She had the sweetest little face, so innocent and angelic.   She was one of the most calmest, mild tempered dogs I have ever known. She was part pomeranian and part papapalya (sp?) and since I was never familiar with either one of those breeds, I never knew, and always wondered which one she more closely resembled.

Dogs don’t generally live to be much older than fourteen years old. And shortly before Koko’s death, she began to change. She was still the happy, sweet little girl she has always been but she began to be very slow and did not jump up to greet me as much, her breathing was different but she wasn’t sick or suffering. I knew deep inside it wouldn’t be much longer before we wouldn’t have our sweet girl with us anymore.   It was/is heartbreaking.

One day, a few days before Koko died, I was in Center City, Philadelphia with my family and I saw a lady walking two very small dogs who look exactly like Koko. Their faces are identical to hers except theirs are white while hers was tan. They look so innocent, sweet, angelic…so calm and peaceful like Koko always looked and always was.

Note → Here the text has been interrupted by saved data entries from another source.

use crate::record::{OwnerId, SubscriptionId};

use std::collections::HashMap;

use tokio::sync::Mutex;
use tracing::trace;

const DEFAULT_CAPACITY: usize = 5;

/// Process-wide limit on open push subscriptions, shared by every [`crate::ChangeStreamManager`]
/// it is handed to. Every live subscription holds exactly one slot, so two sessions for the same
/// owner count twice.
#[derive(Debug)]
pub struct ConnectionPool {
	capacity: usize,
	slots: Mutex<HashMap<SubscriptionId, OwnerId>>,
}

impl Default for ConnectionPool {
	fn default() -> Self {
		Self::new(DEFAULT_CAPACITY)
	}
}

impl ConnectionPool {
	#[must_use]
	pub fn new(capacity: usize) -> Self {
		Self {
			capacity,
			slots: Mutex::new(HashMap::with_capacity(capacity)),
		}
	}

	#[must_use]
	pub const fn capacity(&self) -> usize {
		self.capacity
	}

	/// Take a slot for subscription `id`. Acquiring a slot `id` already holds always succeeds.
	pub async fn try_acquire(&self, owner: &OwnerId, id: SubscriptionId) -> bool {
		let mut slots = self.slots.lock().await;

		if slots.contains_key(&id) {
			return true;
		}

		if slots.len() >= self.capacity {
			trace!(%owner, active = slots.len(), "Connection pool at capacity");
			return false;
		}

		slots.insert(id, owner.clone());
		true
	}

	pub async fn release(&self, id: SubscriptionId) {
		if let Some(owner) = self.slots.lock().await.remove(&id) {
			trace!(%owner, subscription_id = %id, "Released pool slot");
		}
	}

	/// Whether any live subscription belongs to `owner`
	pub async fn holds(&self, owner: &OwnerId) -> bool {
		self.slots.lock().await.values().any(|holder| holder == owner)
	}

	pub async fn active_count(&self) -> usize {
		self.slots.lock().await.len()
	}
}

I found these two babies to be beautiful but I felt my heart break some more knowing that soon, I would never see that face again except for in pictures. 

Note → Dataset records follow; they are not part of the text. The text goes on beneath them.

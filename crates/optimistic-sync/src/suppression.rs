//! Per-record temporary mute for push stream events
//!
//! The mutation gateway mutes a record right before writing it, so the echo of our own write
//! coming back through the push stream is not mistaken for an external change. Entries are only
//! ever removed by their expiry timer.

use crate::{record::RecordId, timer::Timer};

use std::{collections::HashMap, sync::Arc, time::Duration};

use tokio::{sync::Mutex, time::Instant};
use tokio_util::sync::CancellationToken;
use tracing::trace;

#[derive(Debug)]
struct SuppressionEntry {
	expires_at: Instant,
	generation: u64,
	_expiry: Timer,
}

#[derive(Debug, Default)]
struct Entries {
	by_id: HashMap<RecordId, SuppressionEntry>,
	next_generation: u64,
}

#[derive(Debug, Clone)]
pub struct SuppressionRegistry {
	entries: Arc<Mutex<Entries>>,
	cancel: CancellationToken,
}

impl SuppressionRegistry {
	#[must_use]
	pub fn new(cancel: CancellationToken) -> Self {
		Self {
			entries: Arc::default(),
			cancel,
		}
	}

	/// Mute `id` for `duration`. Refreshing an existing entry can extend it but never shorten it.
	pub async fn suppress(&self, id: &RecordId, duration: Duration) {
		let expires_at = Instant::now() + duration;
		let mut entries = self.entries.lock().await;

		if entries
			.by_id
			.get(id)
			.is_some_and(|entry| entry.expires_at >= expires_at)
		{
			return;
		}

		let generation = entries.next_generation;
		entries.next_generation += 1;

		let expiry = Timer::schedule(duration, &self.cancel, {
			let entries = Arc::clone(&self.entries);
			let id = id.clone();

			async move {
				let mut entries = entries.lock().await;
				if entries
					.by_id
					.get(&id)
					.is_some_and(|entry| entry.generation == generation)
				{
					entries.by_id.remove(&id);
					trace!(record_id = %id, "Suppression expired");
				}
			}
		});

		trace!(record_id = %id, duration_ms = duration.as_millis(), "Suppressing stream events");

		entries.by_id.insert(
			id.clone(),
			SuppressionEntry {
				expires_at,
				generation,
				_expiry: expiry,
			},
		);
	}

	pub async fn is_suppressed(&self, id: &RecordId) -> bool {
		self.entries
			.lock()
			.await
			.by_id
			.get(id)
			.is_some_and(|entry| Instant::now() < entry.expires_at)
	}

	pub async fn len(&self) -> usize {
		self.entries.lock().await.by_id.len()
	}

	pub async fn is_empty(&self) -> bool {
		self.entries.lock().await.by_id.is_empty()
	}

	/// Drop every entry along with its timer, only for teardown
	pub async fn clear(&self) {
		self.entries.lock().await.by_id.clear();
	}
}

A few days later Koko died. I was devastated, to say the least. Many days and nights I jumped up in a panic with my heart nearly pumping out of my chest thinking, how can this be, how can she really be gone, how can I go on without my baby? I was angry for months, not at anyone or anything specifically, just furious off and on month after month. There are even a few days I wanted to die, the pain, the loss, the grief, the sorrow, was so overwhelming.

Shortly after Koko died, I was in a daze, I wasn’t myself, I functioned like a zombie, I went to a check cashing place with my mom. I saw a sign hanging up about purebred pomeranian puppies for sale by a family who had a litter of them.

I couldn’t believe it. I never seen signs advertising pom poms before, mostly pit bulls and Shepherds, never poms.

I knew I wanted one of those puppies but we already had three and my dad doesn’t care for having more than a couple animals so my mom and me thought he wouldn’t go for it.

I also did not want it to seem as if I was trying to replace Koko. No one can ever replace her. But someone can come along and help heal the pain of her loss.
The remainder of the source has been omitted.